Little nothings Billie whispered in Henry's ear. She played with his hair, she dwelt with velvet lips upon his gray, love-filled eyes. "Oh, how—how wonderful you are!" she sighed. Her hat had fallen off, her hair was disarranged, she hung upon his shoulder, re-observing fondly every detail of his lean, chiseled face.

Henry lay back upon the cushioned seat, eyes half-closed, dimly conscious of the world outside, but keenly conscious of the universe within the circle of his arms. He had yielded to a lassitude, but it was a delicious lassitude until there stole in upon it, like an assassin in the night, a thought.

And with the thought obtruded a sense of cruel separation, as of some strong jealous hand thrust into the car and prying their warm, attracted bodies apart. Harrington knew what it was—what he must do. It was rude—the rudest possible awakening. It was the most poignant and shattering intrusion of a chaos upon a paradise. He must tell her. It was her right. Besides, he needed those reënforcements which slumbered in reserve in that palpitant beauty by his side. He must tell her and he did, not without flinching, but quite without mincing—that he would defend Adam John!

He had been holding her hand. It grew cold and limp in his. All at once it had fallen out of his grasp. He felt her body grow tense, and as if breaking from the spell of some nightmare whose horror had been slowly congealing her veins, she whispered in a hoarse chill of fear: "Henry . . . Henry! What have you been saying?"
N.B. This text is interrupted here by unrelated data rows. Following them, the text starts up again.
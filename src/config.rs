use std::alloc::Layout;

use crate::ArenaError;

/// What [`Arena::reset`](crate::Arena::reset) and
/// [`Arena::rollback`](crate::Arena::rollback) do with released bytes.
#[derive(Clone, Copy, Debug, Default, PartialEq, Eq, Hash)]
pub enum ResetPolicy {
    /// Only move the cursor. Stale bytes stay in the buffer.
    #[default]
    Retain,
    /// Overwrite released bytes with zeroes before moving the cursor.
    Zero,
}

/// Configuration for an [`Arena`](crate::Arena).
///
/// Validated at initialization; immutable for the arena's lifetime.
#[derive(Clone, Copy, Debug, PartialEq, Eq)]
pub struct ArenaConfig {
    /// Size of the backing buffer in bytes. Must be non-zero.
    pub capacity: usize,

    /// Alignment of the start of the backing buffer.
    ///
    /// Default: 16. Must be a power of two. Requests with a larger alignment
    /// are still honoured by padding the cursor.
    pub base_align: usize,

    /// Handling of released bytes on reset and rollback.
    pub reset_policy: ResetPolicy,
}

impl ArenaConfig {
    /// Default alignment of the backing buffer.
    pub const DEFAULT_BASE_ALIGN: usize = 16;

    /// Creates a config for a buffer of `capacity` bytes with defaults for
    /// everything else.
    #[must_use]
    pub const fn new(capacity: usize) -> Self {
        Self {
            capacity,
            base_align: Self::DEFAULT_BASE_ALIGN,
            reset_policy: ResetPolicy::Retain,
        }
    }

    /// Sets the alignment of the backing buffer.
    #[must_use]
    pub const fn with_base_align(mut self, base_align: usize) -> Self {
        self.base_align = base_align;
        self
    }

    /// Sets the reset policy.
    #[must_use]
    pub const fn with_reset_policy(mut self, reset_policy: ResetPolicy) -> Self {
        self.reset_policy = reset_policy;
        self
    }

    /// Checks the config and returns the layout of the backing buffer.
    ///
    /// # Errors
    ///
    /// - [`ArenaError::InvalidAlignment`] if `base_align` is not a power of two.
    /// - [`ArenaError::InvalidSize`] if `capacity` is zero or too large for a
    ///   [`Layout`].
    pub fn validate(&self) -> Result<Layout, ArenaError> {
        if !self.base_align.is_power_of_two() {
            return Err(ArenaError::InvalidAlignment {
                align: self.base_align,
            });
        }
        let invalid = ArenaError::InvalidSize {
            size: self.capacity,
            align: self.base_align,
        };
        if self.capacity == 0 {
            return Err(invalid);
        }
        Layout::from_size_align(self.capacity, self.base_align).map_err(|_| invalid)
    }
}

impl Default for ArenaConfig {
    fn default() -> Self {
        Self::new(0)
    }
}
She sat up and stared at him utterly incredulous, with an awed note in her voice. "Fight . . . fight my father?" Her face had grown very white, her lips were puckered until they showed no red at all. Her sweet mouth had become a wound that quivered as with an awful hurt. Henry's heart was melted entirely. It was so much more suffering than he felt it would be necessary to bring to her. He wanted to take her again into his arms and to console and reassure.

"Not fight him—no!" he argued wretchedly. "Merely defend——"

But Billie's own keen intelligence perceived both a falsity in this distinction and that he did not perceive it—which made her suddenly wild at his obtuseness for supposing that he could attack Boland General without attacking John Boland; or that he could reflect upon him without laying the lash upon the quivering flesh of his daughter! The tears of an uncontrollable rage leaped into her eyes. She seized him by the lapels and shook him. "Stupid!" she cried, and was more deeply angered by the futility of the word. "Stupid!"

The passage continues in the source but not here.